Hans Duschke: Die moralische Autorität des Schreiberlings
Das Interview führt Hans Duschke
Wir sind sehr glücklich, hier ein Interview mit dem großen alten Mann des ironischen Fatalismus, dem 96-jährigen Stefan Lehm veröffentlichen zu können. in dem er sich erstmals nach über 20-jährigem Schweigen wieder zu Fragen der Literaturtheorie äußert.
Salbader.: Meister, darf ich Sie fragen: Wie ist Ihr Verhältnis zur Theorie heute?
Lehm: Wissen Sie, das sind doch alles lächerliche Spinnereien. Vor etlichen Jahren hab' ich da auch mal was von mir gegeben. Privat betreibe ich so etwas immer noch - Gedankenspäße eines müden, alten Mannes, nichts weiter.
Salbader.: Darf ich Sie um eine Kostprobe bitten?
Lehm: Sehen Sie, ich habe mir vor kurzem ein kleines Bildchen gemacht:

... alles Mumpitz natürlich, aber immerhin amüsant.
Salbader.: Jaa, sehr interessant Wenn ich Sie bitten dürfte: die 'moralische Autorität des Dichters' können sie das ein wenig ausführen?
Lehm: Aber junger Mann, was ist denn das Problem? Jeder Dichter - oder Schreiberling, wenn Ihnen das näher ist - wäre gern eine moralische Autorität. Jetzt kommt es darauf an, kritisch zu beweisen, daß ich es bin.
Salbader.: Ich auch - möglicherweise?
Lehm: Aber selbstverständlich, junger Freund, wenn Sie daran Freude haben.
Salbader.: Herr Lehm, ich bitte Sie, beweisen Sie mir meine moralische Autorität als Schreiberling.
Lehm: Nichts leichter als das: Jeder Text ist Ausdruck einer Befindlichkeit und als solcher eine Auseinandersetzung zwischen einer spezifischen Moral und der jeweiligen Realität. Die Moral muß sich, immer wieder neu, an der Realität messen. Hier stellt sich die Frage, wie groß die Gruppe ist, für die Sie stellvertretend sprechen. Das ist natürlich eine Frage nach der Qualität Ihrer Texte. Man kann allerdings davon ausgehen, daß es zumindest einige Menschen gibt, deren Befindlichkeit Sie ebenfalls schildern, auch wenn Ihre Sachen noch so mies sind. Wie Sie wissen, ist die ästhetische Qualität grundlegend für die moralische Bedeutung: Was schön ist, muß auch gut sein*. In diesem Sinne macht jeder Text eine moralische Aussage über - na bestenfalls die Gesellschaft. Der Leser kann mit Ihnen streiten, aber Sie setzen den Standart.
Salbader.: Ja, super! Dann bin ich eine moralische Autorität, vielleicht nur eine kleine - was soll's das wollte ich schon immer!
Lehm: Es tut mir leid, wenn Sie mich da mißverstanden haben. Sie sind und bleiben ein kleiner Idiot, nur als Autor machen Sie eine moralische Aussage.
Salbader.: Aha, ich verstehe. Jetzt weiß ich auch, warum es so angenehm ist, zu einer Fremden zu sagen: "...Ach, weißt Du, ich schreibe ein bißchen."
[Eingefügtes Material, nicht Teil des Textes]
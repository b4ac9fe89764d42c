use actix_web::{http, test};
use sea_orm::{ActiveModelTrait, DbErr};
use serde_json::json;
use uuid::Uuid;

use crate::utils::init_app;
use common::factory::{self, *};

const HASHED_PASSWORD: &str = "$argon2id$v=19$m=19456,t=2,p=1$r07vWFCaKrbNPrSgUrG/+Q$/2lBaeRWeox6ROMu6qAwOYmttdGXA3o4Uw2YHC/fvfY";

#[actix_web::test]
async fn happy_path() -> Result<(), DbErr> {
    let (app, db, _) = init_app().await?;
    let user = factory::user().password(HASHED_PASSWORD).insert(&db).await?;

    let req = test::TestRequest::post()
        .uri("/api/users/login")
        .set_json(json!({"email": user.email, "password": "password"}))
        .to_request();
    let res = test::call_service(&app, req).await;
    assert_eq!(res.status(), http::StatusCode::OK);

    let body: serde_json::Value = test::read_body_json(res).await;
    assert_eq!(body["id"], user.id.to_string());
    assert_eq!(body["email"], user.email);
    assert_eq!(body["first_name"], user.first_name);

    Ok(())
}

#[actix_web::test]
async fn not_found_on_incorrect_password() -> Result<(), DbErr> {
    let (app, db, _) = init_app().await?;
    let user = factory::user().password(HASHED_PASSWORD).insert(&db).await?;

    let req = test::TestRequest::post()
        .uri("/api/users/login")
        .set_json(json!({"email": user.email, "password": "passworda"}))
        .to_request();
    let res = test::call_service(&app, req).await;
    assert_eq!(res.status(), http::StatusCode::NOT_FOUND);

    Ok(())
}

#[actix_web::test]
async fn not_found_on_unverified_email() -> Result<(), DbErr> {
    let (app, db, _) = init_app().await?;
    let user = factory::user()
        .password(HASHED_PASSWORD)
        .email_verified(false)
        .insert(&db)
        .await?;

    let req = test::TestRequest::post()
        .uri("/api/users/login")
        .set_json(json!({"email": user.email, "password": "password"}))
        .to_request();
    let res = test::call_service(&app, req).await;
    assert_eq!(res.status(), http::StatusCode::NOT_FOUND);

    Ok(())
}

#[actix_web::test]
async fn not_found_on_unknown_email() -> Result<(), DbErr> {
    let (app, _, _) = init_app().await?;

    let req = test::TestRequest::post()
        .uri("/api/users/login")
        .set_json(json!({
            "email": format!("{}@test.com", Uuid::new_v4()),
            "password": "password",
        }))
        .to_request();
    let res = test::call_service(&app, req).await;
    assert_eq!(res.status(), http::StatusCode::NOT_FOUND);

    Ok(())
}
Lehm.: Sicher, das mag ein Grund sein. Noch schöner ist es allerdings, wenn die Leute es sich schon untereinander zutuscheln, wenn Sie hereinkommen.
Salbader.: Ach, Herr Lehm, welch ungeahnte, kaum erträumte Perspektiven tun sich da auf...
Lehm.: Hören Sie doch auf mit dem eitlen Geplapper. Sie eklige Charaktermaske.
Salbader.: Aber Herr Lehm, Ich bitte Sie...
Lehm: Sie eitle Tropfnase, aufgeblasener Schlappsack...
Salbader.: Herr Lehm, Sie sind 86, schonen Sie sich doch.
Lehm: ...impotenter Laubfrosch, Sie balsamiertes Schrumpfhirn, Aldi-Qualitätsprodukt...
Salbader.: Herr Lehm, wie danken Ihnen für das Gespräch.
Lehm.: ... geistiger Nachtwächter, verpaßte Abtreibung, kriecherischer Tiefkühlfurz, schimmliges Schamhaar, besoffener Bananenbauer, borstige Brieftaube, schwammiger Schmierfink, feister feiger Fettsack...
Salbader.: Es reicht jetzt! ... Pfleger!, schieben Sie Ihn zurück in seine Kammer.
*) Vergleiche dazu die demnächst erscheinende Schrift von Hans Duschke: Warum meine Texte auch formal Scheiße sein müssen oder Ich bin im Besitz einer negativen Ästhetik.